There is no indication in my account when I go to buy Symphony Percussion. I wonder if the BlackFriday sales is overriding that? I'll have to call them.


----------



## jimjazzuk (Nov 27, 2018)

Hey @ManicMiner , I'm in exactly the same position. The dated interface and having to use Play have put me off Hollywood perc Diamond (Gold has only one mic position - not so useful). NI SP seems to have some fans, but some of the library seems to be not so good - mainly tuned percussion. It doesn't seem universally loved! So I'm left with True Strike. Not a bad word has been said about it on these forums. It's a little old, but seems to hold its own against most of the more recent libraries.


----------



## InLight-Tone (Nov 27, 2018)

CinePerc is pretty epic for big cinematic stuff...


----------



## Nick Batzdorf (Nov 27, 2018)

Add Audiobro LADD to the discussion. It's a terrific library.

Also, there's some good stuff in Vir2 Elite Orchestral Percussion. Not all of it, but some is very good.



jimjazzuk said:


> The dated interface and having to use Play have put me off Hollywood perc Diamond (Gold has only one mic position - not so useful)



Opinions are just that, but it's important for ones other than mine not to be taken as articles of faith!

So let me ask: does anyone else still have a problem with Play after all this time? I've found it absolutely fine for years.

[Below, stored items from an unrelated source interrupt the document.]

//! Retry policy for transport failures.

use std::num::NonZeroU32;
use std::time::Duration;

use crate::config::defaults;

/// Fixed-delay retry behavior for transport-level failures.
///
/// The same delay is used between every attempt (no backoff). By default
/// the number of attempts is unbounded; the loop only ends on success, on
/// a non-retryable error, or when the caller's cancellation token fires.
///
/// # Defaults
///
/// - `delay`: 5 seconds
/// - `max_attempts`: unbounded
///
/// # Example
///
/// ```
/// use emqx_admin::transport::RetryPolicy;
/// use std::num::NonZeroU32;
/// use std::time::Duration;
///
/// let policy = RetryPolicy::new()
///     .with_delay(Duration::from_secs(1))
///     .with_max_attempts(NonZeroU32::new(10));
/// assert!(policy.should_retry(9));
/// assert!(!policy.should_retry(10));
/// ```
#[derive(Debug, Clone, Copy, PartialEq, Eq)]
pub struct RetryPolicy {
    /// Delay slept between two attempts.
    ///
    /// Zero is allowed and produces a tight retry loop.
    pub delay: Duration,

    /// Maximum number of attempts including the first one.
    ///
    /// `None` retries until cancelled.
    pub max_attempts: Option<NonZeroU32>,
}

impl RetryPolicy {
    /// Default delay between attempts (5 seconds).
    pub const DEFAULT_DELAY: Duration = defaults::retry_delay();

    /// Creates a policy with the default delay and unbounded attempts.
    #[must_use]
    pub const fn new() -> Self {
        Self {
            delay: Self::DEFAULT_DELAY,
            max_attempts: None,
        }
    }

    /// Sets the delay between attempts.
    #[must_use]
    pub const fn with_delay(mut self, delay: Duration) -> Self {
        self.delay = delay;
        self
    }

    /// Caps the number of attempts. `None` removes the cap.
    #[must_use]
    pub const fn with_max_attempts(mut self, max_attempts: Option<NonZeroU32>) -> Self {
        self.max_attempts = max_attempts;
        self
    }

    /// Returns true if another attempt is allowed after `attempt` attempts
    /// (1-indexed) have failed.
    #[must_use]
    pub const fn should_retry(&self, attempt: u32) -> bool {
        match self.max_attempts {
            Some(max) => attempt < max.get(),
            None => true,
        }
    }
}

impl Default for RetryPolicy {
    fn default() -> Self {
        Self::new()
    }
}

And as to interfaces, my dated one is the keyboard, KAT pads, or the Boppad I just ordered (and am really looking forward to). I just load percussion and play!


----------



## ManicMiner (Nov 27, 2018)

jimjazzuk said:


> Hey @ManicMiner some of the library seems to be not so good - mainly tuned percussion. It doesn't seem universally loved! So I'm left with True Strike. Not a bad word has been said about it on these forums. It's a little old, but seems to hold its own against most of the more recent libraries.


I've looked at some videos on NI, a good one by Geoff Manchester and a 40m one by Composing Gloves. The bass drums and the Timpani seem to be excellent, and thats my main concern. Some of the others like the Celeste and chimes are not very good. But those are of little interest to me anyway. 
True Strike has got some good feedback, but there are very few videos on it, and the audio demos don't do much for me.


----------



## markleake (Nov 27, 2018)

ManicMiner said:


> I've looked at some videos on NI, a good one by Geoff Manchester and a 40m one by Composing Gloves. The bass drums and the Timpani seem to be excellent, and thats my main concern. Some of the others like the Celeste and chimes are not very good. But those are of little interest to me anyway.
> True Strike has got some good feedback, but there are very few videos on it, and the audio demos don't do much for me.


The timpani are good, yes, and I like them, but they sound a lot different to other timpani I have. They don't achieve the same brightness in tone at top dynamics. If you want timpani with plenty of presence, these aren't them.

Edit: I'm talking here about NI Percussion.


----------



## jimjazzuk (Nov 27, 2018)

I think essentially True Strike is like a tried and tested library that many people seem to go back to as a kind of 'old faithful'. I'm with you on the lack of videos/samples/demos, very frustrating. NI looks more flash and is much newer, but no one seems to be raving about it.


----------



## ManicMiner (Nov 27, 2018)

markleake said:


> The timpani are good, yes, and I like them, but they sound a lot different to other timpani I have. They don't achieve the same brightness in tone at top dynamics. If you want timpani with plenty of presence, these aren't them.
> Edit: I'm talking here about NI Percussion.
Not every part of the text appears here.